Thresholds can be created for the unique combination of a Metric Kind, Branch, and Testbed. They are statistical significance tests that use either a Z-score or Student’s t-test in order to detect performance regressions and generate Alerts. When a Metric is below a Threshold’s Lower Boundary Limit or above a Threshold’s Upper Boundary Limit, an Alert is generated for that Metric.

Thresholds work best when:

• There are no extreme differences between benchmark runs
• Benchmark runs are totally independent of one another
• The number of iterations for a single benchmark run is less than 10% of the historical Metrics

If there are less than 30 historical Metrics for the combination of Metric Kind, Branch, and Testbed then a Student’s t-test Threshold should be used and not a Z-score Threshold.

## Statistical Significance Test

### Z-score

The Z-score measures the number of standard deviations (σ) a given Metric is above or below the mean of the historical Metrics. The standard deviation (σ) can also be expressed as a lower boundary or upper boundary cumulative percentage.

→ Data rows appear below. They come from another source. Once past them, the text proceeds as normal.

//! Camera frames.
//!
//! A `Frame` is packed RGB24 pixel data plus its dimensions and the sequence
//! number assigned by its source. Frames are created by the ingestion layer,
//! borrowed by inference and rendering, and dropped at the end of the
//! iteration that captured them.

use anyhow::{anyhow, Result};
use image::RgbImage;

/// Packed RGB24 frame.
pub struct Frame {
    data: Vec<u8>,
    pub width: u32,
    pub height: u32,
    /// Sequence number assigned by the source (1-based).
    pub sequence: u64,
}

impl Frame {
    /// Wrap RGB24 bytes. Fails when the buffer length does not match the
    /// dimensions.
    pub fn new(data: Vec<u8>, width: u32, height: u32, sequence: u64) -> Result<Self> {
        let expected = rgb_len(width, height)?;
        if data.len() != expected {
            return Err(anyhow!(
                "expected {} RGB bytes for {}x{}, received {}",
                expected,
                width,
                height,
                data.len()
            ));
        }
        Ok(Self {
            data,
            width,
            height,
            sequence,
        })
    }

    pub fn pixels(&self) -> &[u8] {
        &self.data
    }

    /// RGB triple at `(x, y)`.
    pub fn pixel(&self, x: u32, y: u32) -> [u8; 3] {
        let idx = ((y as usize) * (self.width as usize) + x as usize) * 3;
        [self.data[idx], self.data[idx + 1], self.data[idx + 2]]
    }

    /// Copy into an `image` buffer for resizing and drawing.
    pub fn to_rgb_image(&self) -> Result<RgbImage> {
        RgbImage::from_raw(self.width, self.height, self.data.clone())
            .ok_or_else(|| anyhow!("frame buffer does not fit {}x{}", self.width, self.height))
    }
}

impl std::fmt::Debug for Frame {
    fn fmt(&self, f: &mut std::fmt::Formatter<'_>) -> std::fmt::Result {
        f.debug_struct("Frame")
            .field("width", &self.width)
            .field("height", &self.height)
            .field("sequence", &self.sequence)
            .finish()
    }
}

pub(crate) fn rgb_len(width: u32, height: u32) -> Result<usize> {
    (width as usize)
        .checked_mul(height as usize)
        .and_then(|v| v.checked_mul(3))
        .ok_or_else(|| anyhow!("frame dimensions overflow"))
}
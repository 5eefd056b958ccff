use anyhow::{anyhow, Result};
use serde::Deserialize;
use std::path::{Path, PathBuf};

use crate::decision::DEFAULT_CLEARANCE_M;
use crate::infer::ExecutionDevice;
use crate::ingest::SourceConfig;
use crate::pipeline::PipelineSettings;
use crate::{DEFAULT_BASELINE_M, DEFAULT_DECISION_PERIOD, DEFAULT_GRID_SIZE, DEFAULT_MODEL_INPUT};

const DEFAULT_SOURCE_URI: &str = "stub://camera";
const DEFAULT_SOURCE_FPS: u32 = 10;
const DEFAULT_SOURCE_WIDTH: u32 = 640;
const DEFAULT_SOURCE_HEIGHT: u32 = 480;
const DEFAULT_BACKEND: &str = "stub";
const DEFAULT_MAX_DISTANCE_M: f32 = 10_000.0;
/// Snapshot interval, in frames, when only a directory is given.
pub const DEFAULT_SNAPSHOT_EVERY: u64 = 1;

/// Backend names the binaries know how to build.
pub const KNOWN_BACKENDS: &[&str] = &["stub", "tract"];

#[derive(Debug, Deserialize, Default)]
struct RangerConfigFile {
    source: Option<SourceConfigFile>,
    calibration_path: Option<PathBuf>,
    backend: Option<BackendConfigFile>,
    baseline_m: Option<f32>,
    grid_size: Option<usize>,
    decision_period: Option<u64>,
    clamp: Option<ClampConfigFile>,
    proximity: Option<ProximityConfigFile>,
    snapshot: Option<SnapshotConfigFile>,
}

#[derive(Debug, Deserialize, Default)]
struct SourceConfigFile {
    uri: Option<String>,
    target_fps: Option<u32>,
    width: Option<u32>,
    height: Option<u32>,
    max_frames: Option<u64>,
}

#[derive(Debug, Deserialize, Default)]
struct BackendConfigFile {
    name: Option<String>,
    model_path: Option<PathBuf>,
    device: Option<String>,
    input_size: Option<u32>,
}

#[derive(Debug, Deserialize, Default)]
struct ClampConfigFile {
    enabled: Option<bool>,
    max_m: Option<f32>,
}

#[derive(Debug, Deserialize, Default)]
struct ProximityConfigFile {
    clearance_m: Option<f32>,
}

#[derive(Debug, Deserialize, Default)]
struct SnapshotConfigFile {
    dir: Option<PathBuf>,
    every: Option<u64>,
}

#[derive(Debug, Clone)]
pub struct RangerConfig {
    pub source: SourceConfig,
    pub calibration_path: Option<PathBuf>,
    pub backend: BackendSettings,
    pub baseline_m: f32,
    pub grid_size: usize,
    pub decision_period: u64,
    pub clamp: ClampSettings,
    pub clearance_m: f32,
    pub snapshot: Option<SnapshotSettings>,
}

#[derive(Debug, Clone)]
pub struct BackendSettings {
    pub name: String,
    pub model_path: Option<PathBuf>,
    pub device: ExecutionDevice,
    pub input_size: u32,
}

/// Optional upper bound on converted distances. Off unless enabled.
#[derive(Debug, Clone, Copy, PartialEq)]
pub struct ClampSettings {
    pub enabled: bool,
    pub max_m: f32,
}

#[derive(Debug, Clone)]
pub struct SnapshotSettings {
    pub dir: PathBuf,
    pub every: u64,
}

impl Default for RangerConfig {
    fn default() -> Self {
        Self {
            source: SourceConfig {
                uri: DEFAULT_SOURCE_URI.to_string(),
                target_fps: DEFAULT_SOURCE_FPS,
                width: DEFAULT_SOURCE_WIDTH,
                height: DEFAULT_SOURCE_HEIGHT,
                max_frames: None,
            },
            calibration_path: None,
            backend: BackendSettings {
                name: DEFAULT_BACKEND.to_string(),
                model_path: None,
                device: ExecutionDevice::default(),
                input_size: DEFAULT_MODEL_INPUT,
            },
            baseline_m: DEFAULT_BASELINE_M,
            grid_size: DEFAULT_GRID_SIZE,
            decision_period: DEFAULT_DECISION_PERIOD,
            clamp: ClampSettings {
                enabled: false,
                max_m: DEFAULT_MAX_DISTANCE_M,
            },
            clearance_m: DEFAULT_CLEARANCE_M,
            snapshot: None,
        }
    }
}

impl RangerConfig {
    /// Load from `DEPTH_RANGER_CONFIG` (if set), then environment overrides.
    pub fn load() -> Result<Self> {
        let config_path = std::env::var("DEPTH_RANGER_CONFIG").ok();
        let file_cfg = match config_path.as_deref() {
            Some(path) if !path.trim().is_empty() => Some(read_config_file(Path::new(path))?),
            _ => None,
        };
        let mut cfg = Self::from_file(file_cfg.unwrap_or_default())?;
        cfg.apply_env()?;
        cfg.validate()?;
        Ok(cfg)
    }

    /// Settings for `DistancePipeline::new`.
    pub fn pipeline_settings(&self) -> PipelineSettings {
        PipelineSettings {
            baseline_m: self.baseline_m,
            max_distance_m: self.clamp.enabled.then_some(self.clamp.max_m),
            grid_size: self.grid_size,
            decision_period: self.decision_period,
        }
    }

    pub fn source_config(&self) -> SourceConfig {
        self.source.clone()
    }

    /// Enable snapshots into `dir`, keeping a configured interval.
    pub fn set_snapshot_dir(&mut self, dir: PathBuf) {
        let every = self
            .snapshot
            .as_ref()
            .map(|snapshot| snapshot.every)
            .unwrap_or(DEFAULT_SNAPSHOT_EVERY);
        self.snapshot = Some(SnapshotSettings { dir, every });
    }

    fn from_file(file: RangerConfigFile) -> Result<Self> {
        let source = file.source.unwrap_or_default();
        let source = SourceConfig {
            uri: source.uri.unwrap_or_else(|| DEFAULT_SOURCE_URI.to_string()),
            target_fps: source.target_fps.unwrap_or(DEFAULT_SOURCE_FPS),
            width: source.width.unwrap_or(DEFAULT_SOURCE_WIDTH),
            height: source.height.unwrap_or(DEFAULT_SOURCE_HEIGHT),
            max_frames: source.max_frames,
        };
        let backend = file.backend.unwrap_or_default();
        let backend = BackendSettings {
            name: backend
                .name
                .unwrap_or_else(|| DEFAULT_BACKEND.to_string()),
            model_path: backend.model_path,
            device: match backend.device.as_deref() {
                Some(device) => device.parse()?,
                None => ExecutionDevice::default(),
            },
            input_size: backend.input_size.unwrap_or(DEFAULT_MODEL_INPUT),
        };
        let clamp = ClampSettings {
            enabled: file
                .clamp
                .as_ref()
                .and_then(|clamp| clamp.enabled)
                .unwrap_or(false),
            max_m: file
                .clamp
                .and_then(|clamp| clamp.max_m)
                .unwrap_or(DEFAULT_MAX_DISTANCE_M),
        };
        let snapshot = file.snapshot.and_then(|snapshot| {
            snapshot.dir.map(|dir| SnapshotSettings {
                dir,
                every: snapshot.every.unwrap_or(DEFAULT_SNAPSHOT_EVERY),
            })
        });
        Ok(Self {
            source,
            calibration_path: file.calibration_path,
            backend,
            baseline_m: file.baseline_m.unwrap_or(DEFAULT_BASELINE_M),
            grid_size: file.grid_size.unwrap_or(DEFAULT_GRID_SIZE),
            decision_period: file.decision_period.unwrap_or(DEFAULT_DECISION_PERIOD),
            clamp,
            clearance_m: file
                .proximity
                .and_then(|proximity| proximity.clearance_m)
                .unwrap_or(DEFAULT_CLEARANCE_M),
            snapshot,
        })
    }

    fn apply_env(&mut self) -> Result<()> {
        if let Ok(uri) = std::env::var("DEPTH_RANGER_SOURCE") {
            if !uri.trim().is_empty() {
                self.source.uri = uri;
            }
        }
        if let Ok(path) = std::env::var("DEPTH_RANGER_CALIBRATION") {
            if !path.trim().is_empty() {
                self.calibration_path = Some(PathBuf::from(path));
            }
        }
        if let Ok(path) = std::env::var("DEPTH_RANGER_MODEL") {
            if !path.trim().is_empty() {
                self.backend.model_path = Some(PathBuf::from(path));
            }
        }
        if let Ok(name) = std::env::var("DEPTH_RANGER_BACKEND") {
            if !name.trim().is_empty() {
                self.backend.name = name.trim().to_string();
            }
        }
        if let Ok(baseline) = std::env::var("DEPTH_RANGER_BASELINE") {
            self.baseline_m = baseline
                .trim()
                .parse()
                .map_err(|_| anyhow!("DEPTH_RANGER_BASELINE must be a number of metres"))?;
        }
        if let Ok(period) = std::env::var("DEPTH_RANGER_DECISION_PERIOD") {
            self.decision_period = period
                .trim()
                .parse()
                .map_err(|_| anyhow!("DEPTH_RANGER_DECISION_PERIOD must be an integer frame count"))?;
        }
        if let Ok(dir) = std::env::var("DEPTH_RANGER_SNAPSHOT_DIR") {
            if !dir.trim().is_empty() {
                self.set_snapshot_dir(PathBuf::from(dir));
            }
        }
        Ok(())
    }

    /// Check every knob. Also run by the binaries after CLI overrides.
    pub fn validate(&mut self) -> Result<()> {
        if !(self.baseline_m.is_finite() && self.baseline_m > 0.0) {
            return Err(anyhow!("baseline must be a positive number of metres"));
        }
        if self.grid_size == 0 {
            return Err(anyhow!("grid size must be greater than zero"));
        }
        if self.decision_period == 0 {
            return Err(anyhow!("decision period must be greater than zero"));
        }
        if self.backend.input_size == 0 {
            return Err(anyhow!("model input size must be greater than zero"));
        }
        if self.clamp.enabled && !(self.clamp.max_m.is_finite() && self.clamp.max_m > 0.0) {
            return Err(anyhow!("clamp maximum must be positive when the clamp is enabled"));
        }
        if !self.clearance_m.is_finite() || self.clearance_m < 0.0 {
            return Err(anyhow!("proximity clearance must be a non-negative number of metres"));
        }
        self.backend.name = self.backend.name.to_ascii_lowercase();
        if !KNOWN_BACKENDS.contains(&self.backend.name.as_str()) {
            return Err(anyhow!(
                "unknown backend '{}' (expected one of: {})",
                self.backend.name,
                KNOWN_BACKENDS.join(", ")
            ));
        }
        if self.source.width == 0 || self.source.height == 0 {
            return Err(anyhow!("source dimensions must be non-zero"));
        }
        if self.source.target_fps == 0 {
            return Err(anyhow!("source frame rate must be greater than zero"));
        }
        if let Some(snapshot) = &self.snapshot {
            if snapshot.every == 0 {
                return Err(anyhow!("snapshot interval must be greater than zero"));
            }
        }
        Ok(())
    }
}

fn read_config_file(path: &Path) -> Result<RangerConfigFile> {
    let raw = std::fs::read_to_string(path)
        .map_err(|e| anyhow!("failed to read config file {}: {}", path.display(), e))?;
    let is_toml = path
        .extension()
        .is_some_and(|ext| ext.eq_ignore_ascii_case("toml"));
    let cfg = if is_toml {
        toml::from_str(&raw).map_err(|e| anyhow!("invalid config file {}: {}", path.display(), e))?
    } else {
        serde_json::from_str(&raw)
            .map_err(|e| anyhow!("invalid config file {}: {}", path.display(), e))?
    };
    Ok(cfg)
}

#[cfg(test)]
mod tests {
    use super::*;

    #[test]
    fn defaults_are_valid() -> Result<()> {
        let mut cfg = RangerConfig::default();
        cfg.validate()?;
        assert_eq!(cfg.source.uri, DEFAULT_SOURCE_URI);
        assert_eq!(cfg.backend.name, "stub");
        assert_eq!(cfg.pipeline_settings(), PipelineSettings::default());
        assert!(cfg.snapshot.is_none());
        Ok(())
    }

    #[test]
    fn snapshot_dir_keeps_configured_interval() {
        let mut cfg = RangerConfig::default();
        cfg.set_snapshot_dir(PathBuf::from("/tmp/a"));
        let snapshot = cfg.snapshot.clone().unwrap();
        assert_eq!(snapshot.every, DEFAULT_SNAPSHOT_EVERY);

        cfg.snapshot = Some(SnapshotSettings {
            dir: PathBuf::from("/tmp/a"),
            every: 7,
        });
        cfg.set_snapshot_dir(PathBuf::from("/tmp/b"));
        let snapshot = cfg.snapshot.unwrap();
        assert_eq!(snapshot.dir, PathBuf::from("/tmp/b"));
        assert_eq!(snapshot.every, 7);
    }

    #[test]
    fn clamp_only_applies_when_enabled() {
        let mut cfg = RangerConfig::default();
        assert_eq!(cfg.pipeline_settings().max_distance_m, None);
        cfg.clamp.enabled = true;
        assert_eq!(cfg.pipeline_settings().max_distance_m, Some(DEFAULT_MAX_DISTANCE_M));
    }

    #[test]
    fn validate_rejects_bad_values() {
        let cases: [fn(&mut RangerConfig); 8] = [
            |c| c.baseline_m = 0.0,
            |c| c.baseline_m = f32::NAN,
            |c| c.grid_size = 0,
            |c| c.decision_period = 0,
            |c| c.backend.input_size = 0,
            |c| {
                c.clamp.enabled = true;
                c.clamp.max_m = -1.0;
            },
            |c| c.backend.name = "cuda-magic".to_string(),
            |c| c.source.width = 0,
        ];
        for mutate in cases {
            let mut cfg = RangerConfig::default();
            mutate(&mut cfg);
            assert!(cfg.validate().is_err());
        }
    }

    #[test]
    fn empty_file_matches_defaults() -> Result<()> {
        let cfg = RangerConfig::from_file(RangerConfigFile::default())?;
        let defaults = RangerConfig::default();
        assert_eq!(cfg.source, defaults.source);
        assert_eq!(cfg.pipeline_settings(), defaults.pipeline_settings());
        assert_eq!(cfg.backend.device, defaults.backend.device);
        Ok(())
    }

    #[test]
    fn unknown_device_fails_to_resolve() {
        let file = RangerConfigFile {
            backend: Some(BackendConfigFile {
                device: Some("tpu".to_string()),
                ..BackendConfigFile::default()
            }),
            ..RangerConfigFile::default()
        };
        assert!(RangerConfig::from_file(file).is_err());
    }
}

For example, two standard deviations (2σ) is the same as an upper boundary cumulative percentage of 97.7%, as pictured above. When creating Z-score Thresholds, the decimal notation of the cumulative percentage is used. In this example, the upper bound cumulative percentage of 97.7% would be an Upper Boundary of `0.977`. In practice, a Threshold like this would be useful for the Latency Metric Kind. That is, a larger value would indicate a performance regression.

When a smaller value would indicate a performance regression such as with the Throughput Metric Kind, a lower boundary cumulative percentage should be used. A lower boundary cumulative percentage of 97.7% would correspond to two standard deviations below the mean (-2σ). This would be given in decimal notation as a Lower Boundary of `0.977`.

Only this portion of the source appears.